Digital Scanned Laser Light Sheet Fluorescence Microscopy

Abstract

INTRODUCTIONModern applications in the life sciences are frequently based on in vivo imaging of biological specimens, a domain for which light microscopy approaches are typically best suited. Often, quantitative information must be obtained from large multicellular organisms on the cellular or even subcellular level and with a good temporal resolution. However, this usually requires a combination of conflicting features: high imaging speed, low photobleaching, and low phototoxicity in the specimen, good three-dimensional (3D) resolution, an excellent signal-to-noise ratio, and multiple-view imaging capability. The latter feature refers to the capability of recording a specimen along multiple directions, which is crucial for the imaging of large specimens with strong light-scattering or light-absorbing tissue properties.

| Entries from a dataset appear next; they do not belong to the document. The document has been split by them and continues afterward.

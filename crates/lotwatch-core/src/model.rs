// ── Canonical domain model ──
//
// Value objects rebuilt from scratch on every poll cycle. Nothing here is
// persisted or mutated in place: a cycle produces a fresh `Vec<Device>`,
// renders it, and drops it.

/// One parking space belonging to a [`Device`].
#[derive(Debug, Clone, Copy, PartialEq, Eq)]
pub struct Slot {
    /// 1-based. Sequential in synthesized lists; preserved from the source
    /// in explicit-array payloads.
    pub id: u32,
    /// Sensor-reported physical presence.
    pub occupied: bool,
    /// Reservation flag, independent of occupancy. False whenever the
    /// payload carries no booking information.
    pub booked: bool,
}

impl Slot {
    /// A free, unbooked slot with the given id.
    pub fn empty(id: u32) -> Self {
        Self {
            id,
            occupied: false,
            booked: false,
        }
    }
}

/// Canonical parking-monitoring unit, normalized from one raw record.
///
/// Every field is total: missing, null, or wrongly-typed input degrades to
/// the documented default rather than failing the poll cycle.
#[derive(Debug, Clone, PartialEq)]
pub struct Device {
    /// Stable identifier, reconciled across key spellings. When the record
    /// carries none, this holds [`normalize::UNKNOWN_DEVICE_LABEL`](crate::normalize::UNKNOWN_DEVICE_LABEL).
    pub device_id: String,
    /// Entrance distance-sensor reading in centimeters. 0 when absent or
    /// invalid.
    pub entrance_cm: f64,
    pub exit_approved: bool,
    /// Display-only message counter. Absent renders as a placeholder and
    /// never defaults to 0.
    pub last_msg_count: Option<i64>,
    /// Opaque timestamp text from the server; absent renders as "unknown".
    pub last_seen: Option<String>,
    /// Per-session viewer capability, resolved server-side. Gates the
    /// admin controls in the rendered output.
    pub is_admin: bool,
    pub slots: Vec<Slot>,
}

impl Device {
    /// Number of occupied slots (for summaries and status lines).
    pub fn occupied_count(&self) -> usize {
        self.slots.iter().filter(|s| s.occupied).count()
    }
}
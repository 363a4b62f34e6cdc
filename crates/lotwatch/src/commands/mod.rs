//! Subcommand handlers.

pub mod book;
pub mod devices;
pub mod exit_approval;
pub mod gate;
pub mod login;
pub mod watch;

use std::time::Duration;

use secrecy::SecretString;
use url::Url;

use lotwatch_api::transport::TransportConfig;
use lotwatch_api::ApiClient;

use crate::cli::GlobalOpts;
use crate::config::{self, Config};
use crate::error::CliError;

/// Resolve the server URL from flags/env over the config file.
pub fn server_url(global: &GlobalOpts, cfg: &Config) -> Result<Url, CliError> {
    let raw = global
        .server
        .clone()
        .or_else(|| cfg.server.clone())
        .ok_or_else(|| CliError::NoServer {
            path: config::config_path().display().to_string(),
        })?;

    raw.parse().map_err(|_| CliError::Validation {
        field: "server".into(),
        reason: format!("invalid URL: {raw}"),
    })
}

/// Request timeout in seconds: flag/env over the config file.
fn effective_timeout(global: &GlobalOpts, cfg: &Config) -> u64 {
    global.timeout.unwrap_or(cfg.timeout)
}

/// Build an [`ApiClient`] from CLI overrides layered over the config file.
pub fn build_client(global: &GlobalOpts, cfg: &Config) -> Result<ApiClient, CliError> {
    let url = server_url(global, cfg)?;

    let transport = TransportConfig {
        session_cookie: global
            .session
            .clone()
            .or_else(|| cfg.session.clone())
            .map(SecretString::from),
        api_key: global
            .api_key
            .clone()
            .or_else(|| cfg.api_key.clone())
            .map(SecretString::from),
        danger_accept_invalid_certs: global.insecure || cfg.insecure,
        timeout: Duration::from_secs(effective_timeout(global, cfg)),
    };

    Ok(ApiClient::new(url, &transport)?)
}

#[cfg(test)]
mod tests {
    use super::*;
    use crate::cli::OutputFormat;

    fn global(timeout: Option<u64>) -> GlobalOpts {
        GlobalOpts {
            server: None,
            api_key: None,
            session: None,
            insecure: false,
            timeout,
            output: OutputFormat::Table,
            verbose: 0,
            quiet: false,
        }
    }

    #[test]
    fn timeout_flag_overrides_config() {
        let cfg = Config {
            timeout: 90,
            ..Config::default()
        };
        assert_eq!(effective_timeout(&global(Some(5)), &cfg), 5);
    }

    #[test]
    fn timeout_falls_back_to_config_file() {
        let cfg = Config {
            timeout: 90,
            ..Config::default()
        };
        assert_eq!(effective_timeout(&global(None), &cfg), 90);
    }
}
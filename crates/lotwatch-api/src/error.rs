use thiserror::Error;

/// Top-level error type for the `lotwatch-api` crate.
///
/// Covers transport failures, non-2xx responses, and shape failures on the
/// device list. `lotwatch-core` turns these into user-visible status text;
/// the CLI maps them into diagnostics.
#[derive(Debug, Error)]
pub enum Error {
    // ── Transport ───────────────────────────────────────────────────
    /// HTTP transport error (connection refused, DNS failure, etc.)
    #[error("HTTP transport error: {0}")]
    Transport(#[from] reqwest::Error),

    /// URL parsing error.
    #[error("Invalid URL: {0}")]
    InvalidUrl(#[from] url::ParseError),

    /// HTTP client construction error (bad header value, TLS backend
    /// failure, etc.)
    #[error("HTTP client setup error: {0}")]
    ClientBuild(String),

    // ── Server responses ────────────────────────────────────────────
    /// Non-2xx response. The body text is surfaced verbatim so the user
    /// sees exactly what the server said.
    #[error("{method} {path} -> {status} | {body}")]
    Http {
        method: &'static str,
        path: String,
        status: u16,
        body: String,
    },

    /// The device-list endpoint answered 2xx but the body was not a JSON
    /// array. Treated like a transport failure by callers: surface and
    /// clear the display.
    #[error("expected a JSON array from {path}, got {found}")]
    UnexpectedShape { path: String, found: &'static str },
}

impl Error {
    /// HTTP status code, when this error carries one.
    pub fn status(&self) -> Option<u16> {
        match self {
            Self::Http { status, .. } => Some(*status),
            Self::Transport(e) => e.status().map(|s| s.as_u16()),
            _ => None,
        }
    }
}

/// Human label for a JSON value's shape, used in `UnexpectedShape` errors.
pub(crate) fn json_shape(value: &serde_json::Value) -> &'static str {
    match value {
        serde_json::Value::Null => "null",
        serde_json::Value::Bool(_) => "a boolean",
        serde_json::Value::Number(_) => "a number",
        serde_json::Value::String(_) => "a string",
        serde_json::Value::Array(_) => "an array",
        serde_json::Value::Object(_) => "an object",
    }
}
//! Gate control.

use lotwatch_api::ApiClient;

use crate::cli::GlobalOpts;
use crate::error::CliError;

pub async fn open(client: &ApiClient, device: &str, global: &GlobalOpts) -> Result<(), CliError> {
    client.open_gate(device).await?;
    if !global.quiet {
        eprintln!("Gate opened for {device}");
    }
    Ok(())
}
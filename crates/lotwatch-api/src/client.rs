// Dashboard API HTTP client.
//
// Two surfaces: the device-list poll (`GET /api/devices`) and the admin
// command endpoints (`POST /api/cmd/*`). Command parameters travel in the
// query string; no request bodies are sent. The device payload is
// schema-flexible by design, so the client hands back raw
// `serde_json::Value` records and leaves normalization to `lotwatch-core`.

use serde_json::Value;
use tracing::{debug, warn};
use url::Url;

use crate::error::{json_shape, Error};
use crate::transport::TransportConfig;

/// Booking flags for the `book-slots` command.
///
/// `None` means "omit the parameter". Omitting all four means
/// "clear all bookings" on the server side.
#[derive(Debug, Clone, Copy, Default, PartialEq, Eq)]
pub struct BookingFlags {
    pub slot1: Option<bool>,
    pub slot2: Option<bool>,
    pub slot3: Option<bool>,
    pub slot4: Option<bool>,
}

impl BookingFlags {
    /// Flags that clear every booking (no parameters sent).
    pub fn clear_all() -> Self {
        Self::default()
    }

    /// Book a single 1-based slot, leaving the others untouched.
    pub fn book_single(slot: u8) -> Self {
        let mut flags = Self::default();
        match slot {
            1 => flags.slot1 = Some(true),
            2 => flags.slot2 = Some(true),
            3 => flags.slot3 = Some(true),
            4 => flags.slot4 = Some(true),
            _ => {}
        }
        flags
    }

    fn params(self) -> Vec<(&'static str, String)> {
        [
            ("slot1", self.slot1),
            ("slot2", self.slot2),
            ("slot3", self.slot3),
            ("slot4", self.slot4),
        ]
        .into_iter()
        .filter_map(|(name, flag)| flag.map(|b| (name, b.to_string())))
        .collect()
    }
}

/// HTTP client for the parking-dashboard API.
///
/// Session credentials (cookie jar, optional API-key header) are attached by
/// [`TransportConfig`]; every method here just builds a URL and interprets
/// the response.
pub struct ApiClient {
    http: reqwest::Client,
    base_url: Url,
}

impl ApiClient {
    /// Create a client for the given API origin.
    pub fn new(base_url: Url, transport: &TransportConfig) -> Result<Self, Error> {
        let http = transport.build_client(&base_url)?;
        Ok(Self { http, base_url })
    }

    /// Create a client with a pre-built `reqwest::Client` (tests).
    pub fn with_client(http: reqwest::Client, base_url: Url) -> Self {
        Self { http, base_url }
    }

    /// The API origin this client talks to.
    pub fn base_url(&self) -> &Url {
        &self.base_url
    }

    fn endpoint(&self, path: &str) -> Result<Url, Error> {
        Ok(self.base_url.join(path)?)
    }

    // ── Device list ──────────────────────────────────────────────────

    /// Fetch the raw device list.
    ///
    /// Returns one `Value` per device record, deliberately untyped: the
    /// server is known to emit several field spellings and slot shapes,
    /// which `lotwatch-core` reconciles. A 2xx response whose body is not
    /// a JSON array is an [`Error::UnexpectedShape`].
    pub async fn fetch_devices(&self) -> Result<Vec<Value>, Error> {
        let url = self.endpoint("api/devices")?;
        debug!(%url, "GET devices");

        let resp = self.http.get(url).send().await?;
        let status = resp.status();
        let body = resp.text().await?;

        if !status.is_success() {
            return Err(Error::Http {
                method: "GET",
                path: "/api/devices".into(),
                status: status.as_u16(),
                body,
            });
        }

        let parsed: Value = serde_json::from_str(&body).map_err(|_| Error::UnexpectedShape {
            path: "/api/devices".into(),
            found: "an unparsable body",
        })?;

        match parsed {
            Value::Array(records) => Ok(records),
            other => Err(Error::UnexpectedShape {
                path: "/api/devices".into(),
                found: json_shape(&other),
            }),
        }
    }

    // ── Admin commands ───────────────────────────────────────────────

    /// Open the entrance gate for a device.
    pub async fn open_gate(&self, device_id: &str) -> Result<Value, Error> {
        self.command("open-gate", &[("deviceId", device_id.to_owned())])
            .await
    }

    /// Set or clear the exit-approval flag.
    pub async fn set_exit_approved(
        &self,
        device_id: &str,
        approved: bool,
    ) -> Result<Value, Error> {
        self.command(
            "exit-approved",
            &[
                ("deviceId", device_id.to_owned()),
                ("approved", approved.to_string()),
            ],
        )
        .await
    }

    /// Set booking flags for the named slots. Flags that are `None` are
    /// omitted; omitting all of them clears every booking.
    pub async fn book_slots(
        &self,
        device_id: &str,
        flags: BookingFlags,
    ) -> Result<Value, Error> {
        let mut params = vec![("deviceId", device_id.to_owned())];
        params.extend(flags.params());
        self.command("book-slots", &params).await
    }

    /// POST a command with query-string parameters and no body.
    ///
    /// Non-2xx responses become [`Error::Http`] carrying the status code
    /// and the verbatim body text. A 2xx JSON body is returned parsed; a
    /// 2xx empty or unparsable body is returned as an empty object — some
    /// endpoints answer `{"ok": true}`, some answer nothing, and neither
    /// is a failure.
    async fn command(
        &self,
        name: &str,
        params: &[(&'static str, String)],
    ) -> Result<Value, Error> {
        let path = format!("api/cmd/{name}");
        let mut url = self.endpoint(&path)?;
        url.query_pairs_mut()
            .extend_pairs(params.iter().map(|(k, v)| (*k, v.as_str())));
        debug!(%url, "POST command");

        let resp = self.http.post(url).send().await?;
        let status = resp.status();
        let body = resp.text().await?;

        if !status.is_success() {
            warn!(command = name, status = status.as_u16(), body = %body, "command rejected");
            return Err(Error::Http {
                method: "POST",
                path: format!("/api/cmd/{name}"),
                status: status.as_u16(),
                body,
            });
        }

        Ok(serde_json::from_str(&body).unwrap_or_else(|_| Value::Object(serde_json::Map::new())))
    }
}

An imaging technique that fulfills these requirements is essential for many key applications: For example, studying fast cellular processes over long periods of time, imaging entire embryos throughout development, or reconstructing the formation of morphological defects in mutants. Here, we discuss digital scanned laser light sheet fluorescence microscopy (DSLM) as a novel tool for quantitative in vivo imaging in the post-genomic era and show how this emerging technique relates to the currently most widely applied 3D microscopy techniques in biology: confocal fluorescence microscopy and two-photon microscopy.